#### WORK REQUEST
Reproduce exactly, from the data that follows, the line with "filename crates/relaycopy-packet/src/packet.rs", the line with "pub const MAX_PATH_LEN: usize = 255;", and every line that lies between them.

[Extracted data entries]

++++++++++++++++++++

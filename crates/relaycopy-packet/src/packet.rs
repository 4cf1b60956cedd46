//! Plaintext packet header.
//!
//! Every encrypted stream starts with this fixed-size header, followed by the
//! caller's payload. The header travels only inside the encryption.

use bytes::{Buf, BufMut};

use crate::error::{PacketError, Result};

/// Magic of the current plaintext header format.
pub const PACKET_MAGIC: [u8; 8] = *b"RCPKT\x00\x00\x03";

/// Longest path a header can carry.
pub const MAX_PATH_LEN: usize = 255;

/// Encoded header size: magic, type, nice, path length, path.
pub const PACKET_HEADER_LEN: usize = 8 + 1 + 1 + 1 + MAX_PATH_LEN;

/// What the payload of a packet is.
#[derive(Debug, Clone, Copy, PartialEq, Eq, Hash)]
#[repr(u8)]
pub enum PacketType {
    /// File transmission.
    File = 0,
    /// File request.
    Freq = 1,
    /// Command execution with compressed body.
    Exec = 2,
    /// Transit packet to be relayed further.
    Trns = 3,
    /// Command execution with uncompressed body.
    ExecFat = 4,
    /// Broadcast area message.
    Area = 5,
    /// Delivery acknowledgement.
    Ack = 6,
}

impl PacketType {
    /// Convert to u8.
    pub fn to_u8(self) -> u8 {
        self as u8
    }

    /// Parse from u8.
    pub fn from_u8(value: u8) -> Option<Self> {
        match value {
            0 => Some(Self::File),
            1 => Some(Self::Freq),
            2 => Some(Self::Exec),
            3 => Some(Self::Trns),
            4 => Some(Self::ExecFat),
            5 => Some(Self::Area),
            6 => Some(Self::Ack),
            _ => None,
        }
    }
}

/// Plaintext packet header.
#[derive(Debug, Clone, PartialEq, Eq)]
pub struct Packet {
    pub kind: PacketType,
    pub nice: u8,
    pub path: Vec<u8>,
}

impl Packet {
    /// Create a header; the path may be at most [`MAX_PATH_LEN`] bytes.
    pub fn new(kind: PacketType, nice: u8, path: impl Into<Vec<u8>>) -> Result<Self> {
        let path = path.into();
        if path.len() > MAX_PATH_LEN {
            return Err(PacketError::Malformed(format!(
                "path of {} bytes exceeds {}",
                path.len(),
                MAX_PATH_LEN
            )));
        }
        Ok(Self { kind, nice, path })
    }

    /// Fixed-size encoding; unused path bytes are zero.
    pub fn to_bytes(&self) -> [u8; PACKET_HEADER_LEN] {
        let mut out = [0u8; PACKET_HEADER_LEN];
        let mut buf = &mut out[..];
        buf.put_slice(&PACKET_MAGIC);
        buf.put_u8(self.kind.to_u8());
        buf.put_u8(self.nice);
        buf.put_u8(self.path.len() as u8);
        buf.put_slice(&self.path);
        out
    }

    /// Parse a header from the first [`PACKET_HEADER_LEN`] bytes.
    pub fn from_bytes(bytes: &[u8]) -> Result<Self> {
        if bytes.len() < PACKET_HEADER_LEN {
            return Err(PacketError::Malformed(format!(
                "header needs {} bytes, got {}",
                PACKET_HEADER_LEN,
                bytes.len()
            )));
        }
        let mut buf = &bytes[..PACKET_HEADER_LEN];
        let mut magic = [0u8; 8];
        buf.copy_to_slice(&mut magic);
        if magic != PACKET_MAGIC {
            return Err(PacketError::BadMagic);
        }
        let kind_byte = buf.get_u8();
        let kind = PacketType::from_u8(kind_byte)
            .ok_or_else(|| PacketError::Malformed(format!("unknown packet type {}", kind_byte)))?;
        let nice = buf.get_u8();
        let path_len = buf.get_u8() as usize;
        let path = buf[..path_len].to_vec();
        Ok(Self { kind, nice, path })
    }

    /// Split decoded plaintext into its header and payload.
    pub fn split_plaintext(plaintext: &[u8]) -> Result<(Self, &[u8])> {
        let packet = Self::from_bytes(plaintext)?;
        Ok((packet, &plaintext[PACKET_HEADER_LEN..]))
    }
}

++++++++++++++++++++

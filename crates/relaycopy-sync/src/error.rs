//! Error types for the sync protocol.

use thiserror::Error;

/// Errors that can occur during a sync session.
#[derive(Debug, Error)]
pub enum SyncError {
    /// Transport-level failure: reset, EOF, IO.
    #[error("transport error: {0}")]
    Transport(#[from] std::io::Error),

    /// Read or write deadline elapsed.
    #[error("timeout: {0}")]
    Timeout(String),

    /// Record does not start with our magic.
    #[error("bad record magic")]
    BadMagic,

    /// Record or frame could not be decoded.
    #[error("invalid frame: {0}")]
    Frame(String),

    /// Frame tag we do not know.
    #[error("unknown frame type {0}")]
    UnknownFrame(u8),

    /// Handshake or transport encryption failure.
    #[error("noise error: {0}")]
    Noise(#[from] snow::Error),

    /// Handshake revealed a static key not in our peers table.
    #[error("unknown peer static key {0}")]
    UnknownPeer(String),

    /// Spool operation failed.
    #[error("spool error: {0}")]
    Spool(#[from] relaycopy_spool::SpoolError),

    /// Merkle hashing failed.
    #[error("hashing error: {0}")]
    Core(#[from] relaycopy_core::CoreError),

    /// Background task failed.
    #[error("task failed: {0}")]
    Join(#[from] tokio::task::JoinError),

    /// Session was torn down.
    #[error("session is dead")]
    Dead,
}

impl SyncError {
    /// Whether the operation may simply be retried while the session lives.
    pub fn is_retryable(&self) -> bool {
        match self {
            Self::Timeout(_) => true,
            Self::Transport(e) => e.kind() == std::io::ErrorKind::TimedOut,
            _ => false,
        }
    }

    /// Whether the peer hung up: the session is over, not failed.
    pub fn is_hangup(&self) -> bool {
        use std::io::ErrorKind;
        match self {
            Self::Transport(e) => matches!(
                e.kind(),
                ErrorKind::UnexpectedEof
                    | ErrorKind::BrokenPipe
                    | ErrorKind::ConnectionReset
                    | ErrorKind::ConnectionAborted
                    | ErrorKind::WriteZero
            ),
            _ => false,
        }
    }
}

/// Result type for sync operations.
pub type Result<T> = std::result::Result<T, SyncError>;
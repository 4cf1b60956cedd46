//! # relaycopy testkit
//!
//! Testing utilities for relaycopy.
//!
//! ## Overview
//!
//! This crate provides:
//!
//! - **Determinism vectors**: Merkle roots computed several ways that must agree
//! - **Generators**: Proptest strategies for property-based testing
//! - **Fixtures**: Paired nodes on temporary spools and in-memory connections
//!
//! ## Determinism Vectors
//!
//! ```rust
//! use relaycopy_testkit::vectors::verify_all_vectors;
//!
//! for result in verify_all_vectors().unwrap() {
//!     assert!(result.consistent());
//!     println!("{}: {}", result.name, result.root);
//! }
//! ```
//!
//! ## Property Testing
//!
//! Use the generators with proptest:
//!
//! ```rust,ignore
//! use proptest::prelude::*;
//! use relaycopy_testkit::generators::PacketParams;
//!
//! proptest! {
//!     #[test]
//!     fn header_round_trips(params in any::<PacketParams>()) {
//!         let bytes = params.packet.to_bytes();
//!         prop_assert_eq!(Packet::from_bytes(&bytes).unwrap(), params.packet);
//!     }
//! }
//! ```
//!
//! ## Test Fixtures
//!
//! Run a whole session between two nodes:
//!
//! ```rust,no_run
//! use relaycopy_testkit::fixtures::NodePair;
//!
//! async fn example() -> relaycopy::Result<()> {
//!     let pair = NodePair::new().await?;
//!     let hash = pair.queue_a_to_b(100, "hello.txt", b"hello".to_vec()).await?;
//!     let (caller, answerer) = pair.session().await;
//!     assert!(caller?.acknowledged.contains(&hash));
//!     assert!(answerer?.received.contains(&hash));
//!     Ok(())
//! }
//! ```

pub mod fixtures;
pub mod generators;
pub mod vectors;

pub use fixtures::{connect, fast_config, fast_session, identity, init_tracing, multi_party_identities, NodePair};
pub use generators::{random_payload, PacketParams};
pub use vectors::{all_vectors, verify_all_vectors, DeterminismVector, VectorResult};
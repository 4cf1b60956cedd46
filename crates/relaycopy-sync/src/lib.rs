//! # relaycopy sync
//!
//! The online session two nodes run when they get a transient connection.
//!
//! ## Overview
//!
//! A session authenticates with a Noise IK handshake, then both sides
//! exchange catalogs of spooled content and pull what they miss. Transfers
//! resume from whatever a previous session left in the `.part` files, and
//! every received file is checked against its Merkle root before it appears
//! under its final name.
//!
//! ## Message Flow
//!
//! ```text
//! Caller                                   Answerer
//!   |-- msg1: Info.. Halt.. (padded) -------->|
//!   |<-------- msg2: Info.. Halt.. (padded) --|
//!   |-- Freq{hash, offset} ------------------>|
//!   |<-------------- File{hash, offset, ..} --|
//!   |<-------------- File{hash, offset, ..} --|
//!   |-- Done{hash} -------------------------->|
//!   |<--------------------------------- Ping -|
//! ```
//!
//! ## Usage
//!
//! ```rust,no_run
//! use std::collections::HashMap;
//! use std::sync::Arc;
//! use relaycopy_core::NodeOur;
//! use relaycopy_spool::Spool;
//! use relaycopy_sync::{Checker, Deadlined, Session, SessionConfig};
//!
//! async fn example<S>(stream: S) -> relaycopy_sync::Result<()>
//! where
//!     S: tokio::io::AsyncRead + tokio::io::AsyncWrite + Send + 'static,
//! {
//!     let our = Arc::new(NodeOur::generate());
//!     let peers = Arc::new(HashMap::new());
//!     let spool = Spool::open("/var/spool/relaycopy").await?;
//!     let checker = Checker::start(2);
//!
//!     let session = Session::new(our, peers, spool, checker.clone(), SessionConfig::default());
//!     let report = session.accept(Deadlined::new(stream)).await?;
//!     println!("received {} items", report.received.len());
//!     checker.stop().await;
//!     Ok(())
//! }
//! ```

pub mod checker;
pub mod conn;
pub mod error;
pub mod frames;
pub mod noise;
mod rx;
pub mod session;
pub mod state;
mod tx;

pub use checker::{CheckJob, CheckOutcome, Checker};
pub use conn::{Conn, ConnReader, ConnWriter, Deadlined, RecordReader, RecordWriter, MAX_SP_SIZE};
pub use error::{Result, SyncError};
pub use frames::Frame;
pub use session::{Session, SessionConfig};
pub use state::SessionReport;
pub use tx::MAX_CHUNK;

++++++++++++++++++++

#### RESPONSE TO THIS EXERCISE
filename crates/relaycopy-packet/src/packet.rs
repository 4cf1b60956cedd46
//! Plaintext packet header.
//!
//! Every encrypted stream starts with this fixed-size header, followed by the
//! caller's payload. The header travels only inside the encryption.

use bytes::{Buf, BufMut};

use crate::error::{PacketError, Result};

/// Magic of the current plaintext header format.
pub const PACKET_MAGIC: [u8; 8] = *b"RCPKT\x00\x00\x03";

/// Longest path a header can carry.
pub const MAX_PATH_LEN: usize = 255;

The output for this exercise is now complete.